Stored data

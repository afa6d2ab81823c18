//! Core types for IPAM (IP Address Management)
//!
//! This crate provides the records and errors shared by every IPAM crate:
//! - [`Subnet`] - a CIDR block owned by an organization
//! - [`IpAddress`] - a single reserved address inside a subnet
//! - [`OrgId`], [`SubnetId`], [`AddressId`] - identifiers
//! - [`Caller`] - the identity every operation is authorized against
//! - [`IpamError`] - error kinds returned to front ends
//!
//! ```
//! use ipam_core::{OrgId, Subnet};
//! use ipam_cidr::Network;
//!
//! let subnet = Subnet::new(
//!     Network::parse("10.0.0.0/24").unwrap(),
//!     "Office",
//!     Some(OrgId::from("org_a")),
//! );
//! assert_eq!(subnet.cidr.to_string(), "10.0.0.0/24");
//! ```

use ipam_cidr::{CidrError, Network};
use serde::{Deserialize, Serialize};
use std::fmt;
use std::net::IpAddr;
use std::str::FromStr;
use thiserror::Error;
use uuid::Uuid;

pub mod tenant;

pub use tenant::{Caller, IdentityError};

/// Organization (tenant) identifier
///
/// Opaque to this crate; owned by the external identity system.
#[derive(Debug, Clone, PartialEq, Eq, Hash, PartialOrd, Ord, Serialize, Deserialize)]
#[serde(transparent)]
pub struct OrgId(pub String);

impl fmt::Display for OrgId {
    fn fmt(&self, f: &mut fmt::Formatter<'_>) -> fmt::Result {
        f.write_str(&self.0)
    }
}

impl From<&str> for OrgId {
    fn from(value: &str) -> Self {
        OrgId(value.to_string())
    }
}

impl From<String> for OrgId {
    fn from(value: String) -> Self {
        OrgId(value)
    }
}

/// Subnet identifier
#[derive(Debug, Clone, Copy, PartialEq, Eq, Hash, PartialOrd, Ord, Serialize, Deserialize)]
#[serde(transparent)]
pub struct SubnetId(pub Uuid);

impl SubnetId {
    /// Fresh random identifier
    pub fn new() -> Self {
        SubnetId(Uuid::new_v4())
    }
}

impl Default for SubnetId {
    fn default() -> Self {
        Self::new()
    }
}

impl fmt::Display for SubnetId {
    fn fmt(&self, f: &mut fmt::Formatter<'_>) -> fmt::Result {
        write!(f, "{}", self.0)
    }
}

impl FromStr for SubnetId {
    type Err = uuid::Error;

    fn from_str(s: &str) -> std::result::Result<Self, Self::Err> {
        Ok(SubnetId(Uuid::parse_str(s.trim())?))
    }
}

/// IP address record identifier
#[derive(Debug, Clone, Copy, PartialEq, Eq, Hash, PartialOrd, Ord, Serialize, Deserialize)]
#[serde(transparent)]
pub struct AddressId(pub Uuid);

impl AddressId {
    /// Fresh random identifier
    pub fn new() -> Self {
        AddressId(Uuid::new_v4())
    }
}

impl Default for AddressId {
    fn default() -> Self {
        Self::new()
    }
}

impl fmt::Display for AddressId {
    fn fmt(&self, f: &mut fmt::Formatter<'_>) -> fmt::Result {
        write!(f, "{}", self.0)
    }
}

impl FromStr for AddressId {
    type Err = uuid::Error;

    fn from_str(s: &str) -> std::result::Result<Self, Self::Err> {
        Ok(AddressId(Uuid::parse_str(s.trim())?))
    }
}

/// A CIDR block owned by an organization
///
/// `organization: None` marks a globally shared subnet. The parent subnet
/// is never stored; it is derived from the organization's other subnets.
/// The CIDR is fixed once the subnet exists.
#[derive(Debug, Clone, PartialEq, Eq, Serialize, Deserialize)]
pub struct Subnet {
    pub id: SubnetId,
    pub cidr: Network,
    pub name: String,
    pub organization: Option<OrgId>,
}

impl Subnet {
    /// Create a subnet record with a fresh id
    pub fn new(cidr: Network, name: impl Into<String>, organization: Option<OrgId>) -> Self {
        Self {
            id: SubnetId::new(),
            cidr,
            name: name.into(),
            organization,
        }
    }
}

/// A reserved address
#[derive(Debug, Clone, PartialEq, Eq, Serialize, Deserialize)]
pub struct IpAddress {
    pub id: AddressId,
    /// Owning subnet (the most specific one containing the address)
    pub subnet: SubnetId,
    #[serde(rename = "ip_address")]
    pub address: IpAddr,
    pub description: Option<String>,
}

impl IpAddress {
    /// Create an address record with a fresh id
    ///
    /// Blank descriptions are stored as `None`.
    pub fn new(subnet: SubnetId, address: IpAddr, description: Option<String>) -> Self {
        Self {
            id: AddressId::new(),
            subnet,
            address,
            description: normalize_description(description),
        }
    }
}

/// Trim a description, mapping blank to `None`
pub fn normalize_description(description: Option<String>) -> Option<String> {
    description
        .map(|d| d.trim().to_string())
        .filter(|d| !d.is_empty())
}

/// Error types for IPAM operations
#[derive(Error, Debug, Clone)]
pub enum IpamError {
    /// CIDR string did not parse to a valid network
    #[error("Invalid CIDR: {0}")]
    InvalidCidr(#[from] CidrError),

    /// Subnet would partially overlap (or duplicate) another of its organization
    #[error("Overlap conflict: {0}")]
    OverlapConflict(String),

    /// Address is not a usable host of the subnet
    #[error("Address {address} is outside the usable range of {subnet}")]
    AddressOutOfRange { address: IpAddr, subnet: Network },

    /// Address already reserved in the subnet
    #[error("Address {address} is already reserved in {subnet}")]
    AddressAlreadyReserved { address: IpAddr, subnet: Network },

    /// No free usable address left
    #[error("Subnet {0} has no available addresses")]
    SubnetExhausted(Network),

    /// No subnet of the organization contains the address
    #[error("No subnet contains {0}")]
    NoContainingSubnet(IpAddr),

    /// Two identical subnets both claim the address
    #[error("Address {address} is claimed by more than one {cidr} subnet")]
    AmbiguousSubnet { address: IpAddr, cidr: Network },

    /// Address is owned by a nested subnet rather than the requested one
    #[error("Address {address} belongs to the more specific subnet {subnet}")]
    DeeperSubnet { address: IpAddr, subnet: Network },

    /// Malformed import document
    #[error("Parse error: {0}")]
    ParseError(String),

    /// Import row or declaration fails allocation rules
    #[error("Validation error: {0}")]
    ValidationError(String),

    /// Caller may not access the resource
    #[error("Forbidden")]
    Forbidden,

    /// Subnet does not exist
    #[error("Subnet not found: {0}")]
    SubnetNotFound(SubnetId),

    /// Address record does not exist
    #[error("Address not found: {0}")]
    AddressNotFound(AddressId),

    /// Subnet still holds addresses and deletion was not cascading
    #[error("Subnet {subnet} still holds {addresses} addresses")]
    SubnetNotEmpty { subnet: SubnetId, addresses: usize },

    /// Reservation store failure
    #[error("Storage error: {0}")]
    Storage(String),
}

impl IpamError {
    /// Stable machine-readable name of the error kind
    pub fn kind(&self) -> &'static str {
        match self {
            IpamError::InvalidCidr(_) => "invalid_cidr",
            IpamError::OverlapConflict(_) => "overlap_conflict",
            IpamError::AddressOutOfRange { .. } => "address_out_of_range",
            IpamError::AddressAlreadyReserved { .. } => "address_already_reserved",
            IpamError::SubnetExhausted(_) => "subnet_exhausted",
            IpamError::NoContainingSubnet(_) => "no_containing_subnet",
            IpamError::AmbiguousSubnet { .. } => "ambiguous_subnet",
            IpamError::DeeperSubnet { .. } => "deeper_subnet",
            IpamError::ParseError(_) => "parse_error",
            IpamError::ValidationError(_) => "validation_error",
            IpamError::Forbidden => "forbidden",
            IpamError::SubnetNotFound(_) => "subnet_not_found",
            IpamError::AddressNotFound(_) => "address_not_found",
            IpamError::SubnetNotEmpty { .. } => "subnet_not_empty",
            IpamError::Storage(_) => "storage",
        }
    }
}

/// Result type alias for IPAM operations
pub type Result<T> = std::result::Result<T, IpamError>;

*Work required*
Nothing but a number is expected: how many lines in the data above hold the word "contains".

*Response area*
2